The gauge slipped as much as 0.5% Thursday, bringing losses from an all-time high in early December to over 10%. The S&P BSE Sensex Index fell as much as 0.4%. Rising interest rates, coupled with this year’s rout in the Adani conglomerate’s stocks, have also weighed on the local market.
Since hitting record peaks on Dec. 1, both the Nifty and Sensex gauges have been on a slide as a series of interest rate hikes by the central bank hurt the economic growth outlook for the South Asian nation. Shares of financial companies, shadow lenders and banks, which make up about 40% of the benchmark Sensex, have also come under pressure in recent sessions as turmoil in the financial sector in the US and Europe raised concerns of a global economic slowdown.

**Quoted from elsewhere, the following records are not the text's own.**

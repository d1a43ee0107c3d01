//! Cooperative cancellation for in-flight queries.

use std::sync::Arc;
use std::sync::atomic::{AtomicBool, Ordering};

/// Shared flag checked by the orchestrator between stages.
///
/// Clones share the same flag, so a caller can keep one clone and pass another
/// to [`super::QueryOrchestrator::query_with_cancel`].
#[derive(Debug, Clone, Default)]
pub struct CancelHandle {
    cancelled: Arc<AtomicBool>,
}

impl CancelHandle {
    pub fn new() -> Self {
        Self::default()
    }

    /// Request cancellation. The query stops at its next stage boundary.
    pub fn cancel(&self) {
        self.cancelled.store(true, Ordering::SeqCst);
    }

    pub fn is_cancelled(&self) -> bool {
        self.cancelled.load(Ordering::SeqCst)
    }
}
//! Query orchestrator: runs one retrieval-augmented query through its stages and
//! owns the conversation window.

mod cancel;
mod result;
mod stage;

pub use cancel::CancelHandle;
pub use result::{
    NO_RELEVANT_CONTENT_MESSAGE, QueryMetadata, QueryOutcome, QueryOverrides, QueryResult,
};

use crate::composer::ContextComposer;
use crate::config::{AgentConfig, config_error, validate_threshold};
use crate::error::QueryError;
use crate::filter::{cap_to_top_k, filter_by_threshold};
use log::{debug, info, warn};
use parking_lot::{Mutex, RwLock};
use ragloop_memory::{HistoryCapturePolicy, TranscriptStore, Turn, TurnPair, TurnStore};
use ragloop_protocol::{
    EventPayload, EventSink, QueryMode, QueryStage, RetrievedPassage, ScoredChunk, Synthesizer,
    VectorSearch, WebSearch, WebSearchResult,
};
use stage::{StageTracker, with_stage_timeout};
use std::sync::Arc;
use std::time::{Duration, Instant};
use uuid::Uuid;

/// Settings resolved for a single query.
#[derive(Debug, Clone, Copy)]
struct QueryPlan {
    mode: QueryMode,
    top_k: usize,
    threshold: f32,
    web_enabled: bool,
    web_max_results: usize,
    timeout: Option<Duration>,
}

/// Runs queries against a vector index, optional web search, and a synthesizer,
/// keeping a bounded window of answered turns.
///
/// Stages run in order: retrieving, filtering, composing, synthesizing. A RAG
/// query left without passages, either after filtering or after budget
/// truncation, stops early with [`NO_RELEVANT_CONTENT_MESSAGE`] and never
/// reaches the synthesizer. History is appended exactly once per answered query
/// and is left untouched by failures, cancellations, and empty results.
///
/// Answered pairs enter the window and the transcript in the same order.
pub struct QueryOrchestrator {
    config: RwLock<AgentConfig>,
    index: Arc<dyn VectorSearch>,
    synthesizer: Arc<dyn Synthesizer>,
    web: Option<Arc<dyn WebSearch>>,
    history: Mutex<TurnStore>,
    record_lock: tokio::sync::Mutex<()>,
    capture_policy: HistoryCapturePolicy,
    transcript: Option<Arc<dyn TranscriptStore>>,
    event_sink: Option<Arc<dyn EventSink>>,
}
//! Shared types for ragloop queries, retrieval collaborators, and lifecycle events.

mod passage;
mod provider;

pub use passage::{PassageOrigin, RetrievedPassage, ScoredChunk, WebSearchResult};
pub use provider::{ProviderError, Synthesizer, VectorSearch, WebSearch};

use chrono::{DateTime, Utc};
use serde::{Deserialize, Serialize};
use std::fmt;
use uuid::Uuid;

/// Unique identifier for a single query invocation.
pub type QueryId = Uuid;

/// How a query sources its context.
#[derive(Debug, Clone, Copy, Serialize, Deserialize, PartialEq, Eq, Default)]
#[serde(rename_all = "snake_case")]
pub enum QueryMode {
    /// Retrieve local passages, filter them, and optionally blend in web results.
    #[default]
    Rag,
    /// Skip local retrieval; answer from history and optional web results only.
    Direct,
}

impl QueryMode {
    /// Return the mode as a lowercase string.
    pub fn as_str(&self) -> &'static str {
        match self {
            QueryMode::Rag => "rag",
            QueryMode::Direct => "direct",
        }
    }
}

impl fmt::Display for QueryMode {
    fn fmt(&self, f: &mut fmt::Formatter<'_>) -> fmt::Result {
        f.write_str(self.as_str())
    }
}

/// States of the per-query state machine.
#[derive(Debug, Clone, Copy, Serialize, Deserialize, PartialEq, Eq, Hash)]
#[serde(rename_all = "snake_case")]
pub enum QueryStage {
    /// Query accepted, nothing started yet.
    Idle,
    /// Waiting on the vector index or the web search provider.
    Retrieving,
    /// Applying the similarity threshold.
    Filtering,
    /// Terminal: nothing relevant to answer from.
    EmptyResult,
    /// Building the prompt payload.
    Composing,
    /// Waiting on the language model.
    Synthesizing,
    /// Terminal: answer produced and history updated.
    Done,
    /// Terminal: a collaborator failed.
    Failed,
}

impl QueryStage {
    /// Return the stage as a lowercase string.
    pub fn as_str(&self) -> &'static str {
        match self {
            QueryStage::Idle => "idle",
            QueryStage::Retrieving => "retrieving",
            QueryStage::Filtering => "filtering",
            QueryStage::EmptyResult => "empty_result",
            QueryStage::Composing => "composing",
            QueryStage::Synthesizing => "synthesizing",
            QueryStage::Done => "done",
            QueryStage::Failed => "failed",
        }
    }

    /// Whether the state machine stops in this stage.
    pub fn is_terminal(&self) -> bool {
        matches!(
            self,
            QueryStage::EmptyResult | QueryStage::Done | QueryStage::Failed
        )
    }
}

impl fmt::Display for QueryStage {
    fn fmt(&self, f: &mut fmt::Formatter<'_>) -> fmt::Result {
        f.write_str(self.as_str())
    }
}

/// Wrapper for events emitted while a query runs.
#[derive(Debug, Clone, Serialize, Deserialize)]
pub struct EventMsg {
    /// Unique id for the event.
    pub id: Uuid,
    /// Query the event belongs to.
    pub query_id: QueryId,
    /// Timestamp when the event was created.
    pub created_at: DateTime<Utc>,
    /// Event payload content.
    pub payload: EventPayload,
}

impl EventMsg {
    /// Stamp a payload with a fresh id and the current time.
    pub fn new(query_id: QueryId, payload: EventPayload) -> Self {
        Self {
            id: Uuid::new_v4(),
            query_id,
            created_at: Utc::now(),
            payload,
        }
    }
}

/// All events emitted during a query.
#[derive(Debug, Clone, Serialize, Deserialize, PartialEq)]
#[serde(rename_all = "snake_case", tag = "type", content = "payload")]
pub enum EventPayload {
    /// Query accepted by the orchestrator.
    QueryStarted { mode: QueryMode, question_len: usize },
    /// State machine moved to a new stage.
    StageChanged { from: QueryStage, to: QueryStage },
    /// Threshold filter applied to local passages.
    PassagesFiltered {
        retrieved: usize,
        kept: usize,
        threshold: f32,
    },
    /// Prompt payload assembled.
    ContextComposed {
        prompt_chars: usize,
        dropped_web: usize,
        dropped_local: usize,
        dropped_history_pairs: usize,
    },
    /// Query finished with an answer or the canned empty-context reply.
    QueryCompleted {
        answered: bool,
        source_count: usize,
        web_source_count: usize,
        elapsed_ms: u64,
    },
    /// Query stopped in the failed state.
    QueryFailed { stage: QueryStage, message: String },
}

/// Sink interface for query lifecycle events.
pub trait EventSink: Send + Sync {
    /// Emit an event to downstream listeners.
    fn emit(&self, event: EventMsg);
}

Analysts are starting to project a slowdown in loan demand for India, which has been vital for the lenders’ outperformance in recent months.
Foreigners have also resumed selling in local shares, which was compounded by the massive declines in Adani Group after Hindenburg Research accused the ports-to-power conglomerate of accounting fraud and stock manipulation.
The rout in the Adani Group, which started late January, reached as much as $153 billion and erased nearly two-thirds of its combined stock value before clawing back some of the losses. The drawdown, however, cost India its spot among the world’s top five markets by value.